El padre acercó la reliquia a los ojos de Diego, de Felipa, de Isabel y de Francisco.
—Observen de nuevo la llamita de la empuñadura. ¿No les parece enigmática? ¿Imaginan qué significan las tres puntas? ¿No?... Miren: parecen tres pétalos erguidos sobre una gruesa barra horizontal. O tres avecillas sobre una rama.
Esperó las conjeturas de sus hijos, pero la perplejidad no los dejaba emitir opinión.
—Alguna vez lo sabrán —aproximó el signo a sus labios y lo besó—. Los príncipes y nuestros antepasados confiaban retornar a esa casa. Por eso guardamos la llave.
Francisco balbuceó una pregunta:
—¿Podremos retornar?
—No sé, hijo, no sé. Cuando yo era pequeño soñaba convertirme en uno de esos legendarios príncipes y abrir el majestuoso pórtico.
***
La pequeña Alba Elena se despierta sobresaltada y empieza a llorar. Su madre la alza. Francisco Maldonado da Silva intenta acercarse a ellas pero las manos de los oficiales, inflexibles como argollas, le aprisionan los brazos.

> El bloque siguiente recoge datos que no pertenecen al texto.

//! HTTP routes.
//!
//! Query flags follow the `"1"` convention: `body=1` includes bodies,
//! `header=1` raw headers, `reverse=1` sorts newest first. Attachment
//! metadata is on unless `attachments=0`.

use std::sync::Arc;

use axum::extract::{FromRequest, Query, Request, State};
use axum::http::{HeaderValue, Method, header};
use axum::response::{IntoResponse, Response};
use axum::routing::{get, post};
use axum::{Form, Json, Router};
use postbox_core::search::parse_search_date;
use postbox_core::{
    EmailList, EmailMessage, EmailQuery, Error, FolderList, MailService, SendChannel, SendRequest,
    SessionConnector,
};
use serde::Deserialize;
use tower_http::cors::CorsLayer;
use tower_http::trace::TraceLayer;

use crate::response::{ApiResult, Envelope};

type Service<C, T> = State<Arc<MailService<C, T>>>;

/// Query parameters shared by the read routes.
#[derive(Debug, Default, Deserialize)]
pub struct Params {
    folder: Option<String>,
    since: Option<String>,
    limit: Option<String>,
    reverse: Option<String>,
    body: Option<String>,
    header: Option<String>,
    attachments: Option<String>,
    #[serde(rename = "msgID")]
    msg_id: Option<String>,
    filename: Option<String>,
}

fn present(value: Option<&String>) -> Option<&str> {
    value.map(|v| v.trim()).filter(|v| !v.is_empty())
}

fn flag(value: Option<&String>) -> bool {
    present(value) == Some("1")
}

impl Params {
    fn email_query(&self) -> Result<EmailQuery, Error> {
        let defaults = EmailQuery::default();
        let since = present(self.since.as_ref())
            .map(parse_search_date)
            .transpose()?;
        let limit = present(self.limit.as_ref())
            .map(|limit| {
                limit
                    .parse::<usize>()
                    .map_err(|_| Error::Validation(format!("invalid limit '{limit}'")))
            })
            .transpose()?;
        Ok(EmailQuery {
            folder: present(self.folder.as_ref()).map_or(defaults.folder, str::to_string),
            since,
            limit,
            reverse: flag(self.reverse.as_ref()),
            body: flag(self.body.as_ref()),
            headers: flag(self.header.as_ref()),
            attachments: present(self.attachments.as_ref()) != Some("0"),
            msg_id: present(self.msg_id.as_ref()).map(str::to_string),
        })
    }

    fn folder(&self) -> &str {
        self.folder.as_deref().unwrap_or_default()
    }

    fn msg_id(&self) -> &str {
        self.msg_id.as_deref().unwrap_or_default()
    }
}

/// Builds the API router around `service`.
pub fn router<C, T>(service: MailService<C, T>, origin: HeaderValue) -> Router
where
    C: SessionConnector + 'static,
    T: SendChannel + 'static,
{
    let cors = CorsLayer::new()
        .allow_origin(origin)
        .allow_methods([Method::GET, Method::POST])
        .allow_headers([header::CONTENT_TYPE]);

    Router::new()
        .route("/getEmailFolders", get(list_folders::<C, T>))
        .route("/getEmails", get(list_emails::<C, T>))
        .route("/getEmail", get(get_email::<C, T>))
        .route("/getAttachments", get(get_attachment::<C, T>))
        .route("/sendEmail", post(send_email::<C, T>))
        .layer(cors)
        .layer(TraceLayer::new_for_http())
        .with_state(Arc::new(service))
}

async fn list_folders<C, T>(
    State(service): Service<C, T>,
) -> ApiResult<Json<Envelope<FolderList>>>
where
    C: SessionConnector,
    T: SendChannel,
{
    let folders = service.list_folders().await?;
    Ok(Envelope::new("Retrieved folders successfully!", folders))
}

async fn list_emails<C, T>(
    State(service): Service<C, T>,
    Query(params): Query<Params>,
) -> ApiResult<Json<Envelope<EmailList>>>
where
    C: SessionConnector,
    T: SendChannel,
{
    let emails = service.list_emails(params.email_query()?).await?;
    Ok(Envelope::new("Retrieved emails successfully!", emails))
}

async fn get_email<C, T>(
    State(service): Service<C, T>,
    Query(params): Query<Params>,
) -> ApiResult<Json<Envelope<Option<EmailMessage>>>>
where
    C: SessionConnector,
    T: SendChannel,
{
    let email = service
        .get_email(params.folder(), params.msg_id(), flag(params.body.as_ref()))
        .await?;
    Ok(Envelope::new("Retrieved email successfully!", email))
}

async fn get_attachment<C, T>(
    State(service): Service<C, T>,
    Query(params): Query<Params>,
) -> ApiResult<Response>
where
    C: SessionConnector,
    T: SendChannel,
{
    let download = service
        .get_attachment(
            params.folder(),
            params.msg_id(),
            params.filename.as_deref().unwrap_or_default(),
        )
        .await?;
    let disposition = format!(
        "attachment; filename=\"{}\"",
        disposition_filename(&download.filename)
    );
    Ok((
        [
            (header::CONTENT_TYPE, download.content_type),
            (header::CONTENT_DISPOSITION, disposition),
        ],
        download.data,
    )
        .into_response())
}

/// Keeps printable ASCII other than quotes and backslashes.
fn disposition_filename(name: &str) -> String {
    name.chars()
        .map(|c| {
            if (c.is_ascii_graphic() || c == ' ') && c != '"' && c != '\\' {
                c
            } else {
                '_'
            }
        })
        .collect()
}

async fn send_email<C, T>(
    State(service): Service<C, T>,
    request: Request,
) -> ApiResult<Json<Envelope<String>>>
where
    C: SessionConnector,
    T: SendChannel,
{
    let payload = send_payload(request).await?;
    let message_id = service.send_email(payload).await?;
    Ok(Envelope::new("Email sent successfully!", message_id))
}

/// Accepts a JSON or urlencoded send request.
async fn send_payload(request: Request) -> Result<SendRequest, Error> {
    let is_form = request
        .headers()
        .get(header::CONTENT_TYPE)
        .and_then(|value| value.to_str().ok())
        .is_some_and(|value| value.starts_with("application/x-www-form-urlencoded"));

    if is_form {
        Form::<SendRequest>::from_request(request, &())
            .await
            .map(|Form(payload)| payload)
            .map_err(|rejection| Error::Validation(rejection.body_text()))
    } else {
        Json::<SendRequest>::from_request(request, &())
            .await
            .map(|Json(payload)| payload)
            .map_err(|rejection| Error::Validation(rejection.body_text()))
    }
}

#[cfg(test)]
#[allow(
    clippy::unwrap_used,
    clippy::redundant_clone,
    clippy::manual_string_new,
    clippy::needless_collect,
    clippy::unreadable_literal,
    clippy::used_underscore_items,
    clippy::similar_names
)]
mod tests {
    use std::time::Duration;

    use axum::body::{Body, to_bytes};
    use axum::http::StatusCode;
    use postbox_core::testing::{FakeChannel, FakeConnector, FakeMessage};
    use postbox_core::{FolderEntry, StagingArea};
    use postbox_imap::{BodyStructure, Disposition, SinglePart};
    use serde_json::Value;
    use tower::ServiceExt;

    use super::*;

    fn app(connector: FakeConnector, root: &std::path::Path) -> Router {
        let service = MailService::new(
            connector,
            FakeChannel::default(),
            StagingArea::new(root),
            Duration::from_secs(5),
        );
        router(service, HeaderValue::from_static("http://localhost:3000"))
    }

    async fn call(app: Router, request: axum::http::Request<Body>) -> (StatusCode, Vec<u8>) {
        let response = app.oneshot(request).await.unwrap();
        let status = response.status();
        let body = to_bytes(response.into_body(), usize::MAX).await.unwrap();
        (status, body.to_vec())
    }

    async fn get_json(app: Router, uri: &str) -> (StatusCode, Value) {
        let request = axum::http::Request::get(uri).body(Body::empty()).unwrap();
        let (status, body) = call(app, request).await;
        (status, serde_json::from_slice(&body).unwrap())
    }

    fn dated(seq: u32, day: u32) -> FakeMessage {
        FakeMessage::new(
            seq,
            &format!(
                "Message-ID: <jan{day}@x>\r\nFrom: a@x\r\nTo: b@x\r\nSubject: day {day}\r\nDate: {day} Jan 2024 09:00:00 +0000\r\n\r\n"
            ),
        )
        .with_text("hello <b>there</b>")
    }

    #[tokio::test]
    async fn test_folders() {
        let root = tempfile::tempdir().unwrap();
        let connector = FakeConnector::default().with_folders(vec![
            FolderEntry::new("INBOX", Some('/')),
            FolderEntry::new("Work", Some('/')),
            FolderEntry::new("Work/Reports", Some('/')),
        ]);
        let (status, json) = get_json(app(connector, root.path()), "/getEmailFolders").await;
        assert_eq!(status, StatusCode::OK);
        assert_eq!(json["message"], "Retrieved folders successfully!");
        assert_eq!(json["data"]["count"], 2);
        assert_eq!(json["data"]["folders"][1], "Work/Reports");
    }

    #[tokio::test]
    async fn test_emails_sorted_and_limited() {
        let root = tempfile::tempdir().unwrap();
        let connector =
            FakeConnector::default().with_messages(vec![dated(1, 1), dated(2, 2), dated(3, 3)]);
        let (status, json) = get_json(
            app(connector, root.path()),
            "/getEmails?limit=2&reverse=1&body=1",
        )
        .await;
        assert_eq!(status, StatusCode::OK);
        assert_eq!(json["data"]["count"], 2);
        assert_eq!(json["data"]["emails"][0]["msgID"], "<jan3@x>");
        assert_eq!(json["data"]["emails"][1]["msgID"], "<jan2@x>");
        assert_eq!(json["data"]["emails"][0]["body"], "hello there");
        assert!(json["data"]["emails"][0].get("headers").is_none());
    }

    #[tokio::test]
    async fn test_invalid_limit() {
        let root = tempfile::tempdir().unwrap();
        let (status, json) =
            get_json(app(FakeConnector::default(), root.path()), "/getEmails?limit=many").await;
        assert_eq!(status, StatusCode::BAD_REQUEST);
        assert_eq!(json["error"], true);
    }

    #[tokio::test]
    async fn test_get_email_requires_msg_id() {
        let root = tempfile::tempdir().unwrap();
        let (status, json) =
            get_json(app(FakeConnector::default(), root.path()), "/getEmail?folder=INBOX").await;
        assert_eq!(status, StatusCode::BAD_REQUEST);
        assert!(json["message"].as_str().unwrap().contains("msgID"));
    }

    #[tokio::test]
    async fn test_get_email_missing_is_null() {
        let root = tempfile::tempdir().unwrap();
        let connector = FakeConnector::default()
            .with_messages(vec![dated(1, 1)])
            .with_matches(Vec::new());
        let (status, json) = get_json(
            app(connector, root.path()),
            "/getEmail?folder=INBOX&msgID=%3Cnone%40x%3E",
        )
        .await;
        assert_eq!(status, StatusCode::OK);
        assert!(json["data"].is_null());
    }

    #[tokio::test]
    async fn test_session_failure_is_bad_gateway() {
        let root = tempfile::tempdir().unwrap();
        let (status, json) =
            get_json(app(FakeConnector::default().refusing(), root.path()), "/getEmailFolders").await;
        assert_eq!(status, StatusCode::BAD_GATEWAY);
        assert_eq!(json["error"], true);
    }

    #[tokio::test]
    async fn test_attachment_download() {
        let root = tempfile::tempdir().unwrap();
        let part = SinglePart {
            media_type: "application".to_string(),
            media_subtype: "pdf".to_string(),
            params: Vec::new(),
            id: None,
            description: None,
            encoding: "base64".to_string(),
            size: 8,
            lines: None,
            disposition: Some(Disposition {
                kind: "attachment".to_string(),
                params: vec![("filename".to_string(), "r.pdf".to_string())],
            }),
        };
        let text = SinglePart {
            media_type: "text".to_string(),
            media_subtype: "plain".to_string(),
            params: Vec::new(),
            id: None,
            description: None,
            encoding: "7bit".to_string(),
            size: 2,
            lines: Some(1),
            disposition: None,
        };
        let structure = BodyStructure::Multipart {
            parts: vec![BodyStructure::Single(text), BodyStructure::Single(part)],
            subtype: "mixed".to_string(),
            params: Vec::new(),
            disposition: None,
        };
        let connector = FakeConnector::default().with_messages(vec![
            FakeMessage::new(1, "Message-ID: <m@x>\r\n\r\n")
                .with_structure(structure)
                .with_part("2", b"JVBERi0x"),
        ]);

        let request = axum::http::Request::get("/getAttachments?folder=INBOX&msgID=%3Cm%40x%3E&filename=r.pdf")
            .body(Body::empty())
            .unwrap();
        let response = app(connector, root.path()).oneshot(request).await.unwrap();
        assert_eq!(response.status(), StatusCode::OK);
        assert_eq!(response.headers()[header::CONTENT_TYPE], "application/pdf");
        assert_eq!(
            response.headers()[header::CONTENT_DISPOSITION],
            "attachment; filename=\"r.pdf\""
        );
        let body = to_bytes(response.into_body(), usize::MAX).await.unwrap();
        assert_eq!(&body[..], b"%PDF-1");
    }

    #[tokio::test]
    async fn test_send_json_and_form() {
        let root = tempfile::tempdir().unwrap();
        let json = axum::http::Request::post("/sendEmail")
            .header(header::CONTENT_TYPE, "application/json")
            .body(Body::from(
                r#"{"from":"me@example.com","to":"you@example.org","subject":"hi","text":"plain"}"#,
            ))
            .unwrap();
        let (status, body) = call(app(FakeConnector::default(), root.path()), json).await;
        assert_eq!(status, StatusCode::OK);
        let body: Value = serde_json::from_slice(&body).unwrap();
        assert_eq!(body["message"], "Email sent successfully!");
        assert!(body["data"].as_str().unwrap().ends_with("@example.com>"));

        let form = axum::http::Request::post("/sendEmail")
            .header(header::CONTENT_TYPE, "application/x-www-form-urlencoded")
            .body(Body::from("from=me%40example.com&to=you%40example.org&html=%3Cp%3Ehi%3C%2Fp%3E"))
            .unwrap();
        let (status, _) = call(app(FakeConnector::default(), root.path()), form).await;
        assert_eq!(status, StatusCode::OK);
    }

    #[tokio::test]
    async fn test_send_without_recipient() {
        let root = tempfile::tempdir().unwrap();
        let request = axum::http::Request::post("/sendEmail")
            .header(header::CONTENT_TYPE, "application/json")
            .body(Body::from(r#"{"from":"me@example.com"}"#))
            .unwrap();
        let (status, _) = call(app(FakeConnector::default(), root.path()), request).await;
        assert_eq!(status, StatusCode::BAD_REQUEST);
    }

    #[test]
    fn test_disposition_filename() {
        assert_eq!(disposition_filename("a \"b\".pdf"), "a _b_.pdf");
        assert_eq!(disposition_filename("résumé.pdf"), "r_sum_.pdf");
    }
}
//! Parsers for response codes and simple untagged data.

use crate::parser::lexer::{Lexer, Token};
use crate::types::{ListResponse, Mailbox, MailboxAttribute, ResponseCode};
use crate::Result;

/// Parses a bracketed response code such as `[UIDVALIDITY 3]`.
pub fn parse_response_code(lexer: &mut Lexer<'_>) -> Result<ResponseCode> {
    lexer.expect(Token::LBracket)?;

    let atom = lexer.read_atom_string()?;
    let code = match atom.to_ascii_uppercase().as_str() {
        "ALERT" => ResponseCode::Alert,
        "READ-ONLY" => ResponseCode::ReadOnly,
        "READ-WRITE" => ResponseCode::ReadWrite,
        "UIDNEXT" => {
            lexer.expect_space()?;
            ResponseCode::UidNext(lexer.read_number()?)
        }
        "UIDVALIDITY" => {
            lexer.expect_space()?;
            ResponseCode::UidValidity(lexer.read_number()?)
        }
        "CAPABILITY" => ResponseCode::Capability(parse_capability_data(lexer)?),
        _ => ResponseCode::Unknown(atom.to_string()),
    };

    // Codes may carry arguments we do not model; skip to the bracket.
    while lexer.peek().is_some_and(|b| b != b']') {
        lexer.advance();
    }
    lexer.expect(Token::RBracket)?;

    Ok(code)
}

/// Parses the space-separated atoms following `CAPABILITY`.
pub fn parse_capability_data(lexer: &mut Lexer<'_>) -> Result<Vec<String>> {
    let mut caps = Vec::new();
    while lexer.eat_space() {
        match lexer.next_token()? {
            Token::Atom(s) => caps.push(s.to_string()),
            Token::Number(n) => caps.push(n.to_string()),
            _ => break,
        }
    }
    Ok(caps)
}

/// Parses the body of a LIST reply: `(attrs) "delim" name`.
pub fn parse_list_response(lexer: &mut Lexer<'_>) -> Result<ListResponse> {
    lexer.expect(Token::LParen)?;
    let mut attributes = Vec::new();
    loop {
        match lexer.next_token()? {
            Token::RParen => break,
            Token::Space => {}
            Token::Atom(s) => attributes.push(MailboxAttribute::parse(s)),
            token => {
                return Err(lexer.error(&format!("unexpected token in LIST attributes: {token:?}")));
            }
        }
    }

    lexer.expect_space()?;
    let delimiter = match lexer.next_token()? {
        Token::Nil => None,
        Token::QuotedString(s) => s.chars().next(),
        token => return Err(lexer.error(&format!("expected delimiter, got {token:?}"))),
    };

    lexer.expect_space()?;
    let name = lexer.read_astring()?;

    Ok(ListResponse {
        attributes,
        delimiter,
        mailbox: Mailbox::new(name),
    })
}

/// Parses the numbers following `SEARCH`.
pub fn parse_search_response(lexer: &mut Lexer<'_>) -> Result<Vec<u32>> {
    let mut nums = Vec::new();
    while lexer.eat_space() {
        match lexer.next_token()? {
            Token::Number(n) if n > 0 => nums.push(n),
            // Servers sometimes pad with a trailing space.
            Token::Crlf | Token::Eof => break,
            _ => {}
        }
    }
    Ok(nums)
}

/// Reads text up to CRLF and consumes the CRLF.
pub fn read_text_until_crlf(lexer: &mut Lexer<'_>) -> String {
    let remaining = lexer.remaining();
    let end = remaining
        .windows(2)
        .position(|w| w == b"\r\n")
        .unwrap_or(remaining.len());

    lexer.skip(end + 2);
    String::from_utf8_lossy(&remaining[..end]).into_owned()
}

Su atónita esposa, con la criatura rodeándole el cuello, avanza hacia el grupo de pesadilla iluminado por la lámpara del teniente Juan Minaya.
—No te asustes —alcanza a decir Francisco.
—¡Cállese! —ordena el teniente.
Francisco tironea para liberarse. Los oficiales aprietan.
—No fugaré —exclama con inesperada autoridad y los mira a los ojos.
Las argollas se pasman. Una sorpresiva duda invade los cuerpos marciales. Recuerdan, súbitamente, que enfrentan a un médico honrado por las autoridades y cuyo suegro ha sido gobernador de Chile.
Los toscos dedos, poco a poco, empiezan a aflojar, Francisco se desprende, recupera su apostura y camina hasta su amada Isabel Otáñez y su hijita. Les seca las lágrimas. Las abraza y besa. Nunca más las volverá a ver.
8
Poco antes de que la familia se trasladase a Córdoba, Francisco fue testigo de otra tajante revelación.
Su hermano Diego lo invitó a pescar. Primero irían en busca del amigo Lucas Graneros, después marcharían juntos hacia el río del Tejar. El padre de Lucas tenía una fábrica de carretas que abastecía a toda la Gobernación. Había formado una empresa colosal. Tuvo la perspicacia de canalizar el inmenso patrimonio maderero de Ibatín hacia la producción en gran escala del mejor transporte imaginable entre las faldas del noroeste y el puerto de Buenos Aires. Se enriqueció más rápido que muchos buscadores de oro. Poseía ciento veinte esclavos negros, además de indios y mestizos que movían con destreza el escoplo y la garlopa.
Graneros edificó su vivienda en el Sur, en el barrio de los artesanos. Allí, apenas despuntaba al alba se encendían las forjas y empezaba el bullicio de los talleres. Cualquiera conocía al platero Gaspar Pérez que cincelaba valiosas piezas para altares y vitrinas. También al zapatero Andrés, que confeccionaba botines rústicos, sandalias de fraile y calzados finos con hebilla de cobre. El talabartero Juan Quisna reparaba arneses, pulía petacas y cosía monturas. El sastre Alonso Montero confeccionaba jubones, chaquetas con guardas, hábitos de dignatarios religiosos y trajes de funcionarios reales. El sombrerero Melchor Fernández moldeaba los gruesos fieltros que cubrirían las cabezas de un capitán, un feudatario o un corregidor. Casi todos eran hombres con mezcla de sangre indígena, pero ansiosos por asimilarse a la raza de los conquistadores. Vestían como los españoles y se empeñaban en hablar sólo el español. El gusto por los vencedores les aumentaba al mismo tiempo el disgusto por los vencidos. Seguramente no dormían en paz.